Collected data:

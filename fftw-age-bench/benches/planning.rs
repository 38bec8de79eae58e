use criterion::{criterion_group, criterion_main, BenchmarkId, Criterion};
use fftw_age::{Direction, Options, Planner, Rigour, Transform};

fn measure_vs_wisdom(c: &mut Criterion) {
    let dir = std::env::temp_dir().join(format!("fftw-age-bench-{}", std::process::id()));
    let mut group = c.benchmark_group("Planning, in-place c2c 3D");
    group.sample_size(10);
    for size in (3..6).map(|x| 2usize.pow(x)) {
        let transform = Transform::in_place_c2c(Direction::Forward, Rigour::Measure, [size; 3]);
        let report = fftw_age::generate(&transform, &dir, &Options::default()).unwrap();

        let mut planner = Planner::lock().unwrap();

        // Measured from scratch
        group.bench_with_input(BenchmarkId::new("Measure", size), &transform, |b, t| {
            b.iter(|| {
                planner.forget();
                planner.plan(t, 1).unwrap();
            })
        });

        // Loaded from the wisdom file
        group.bench_with_input(BenchmarkId::new("Wisdom", size), &transform, |b, t| {
            b.iter(|| {
                planner.forget();
                planner.import(&report.path).unwrap();
                assert!(planner.probe(t, 1).unwrap().is_some());
            })
        });
    }
    group.finish();
    let _ = std::fs::remove_dir_all(&dir);
}

criterion_group!(benches, measure_vs_wisdom);
criterion_main!(benches);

Task instructions: Search the records for the word "benches" and copy every line where it occurs.

Result of this task:
filename fftw-age-bench/benches/planning.rs
criterion_group!(benches, measure_vs_wisdom);
criterion_main!(benches);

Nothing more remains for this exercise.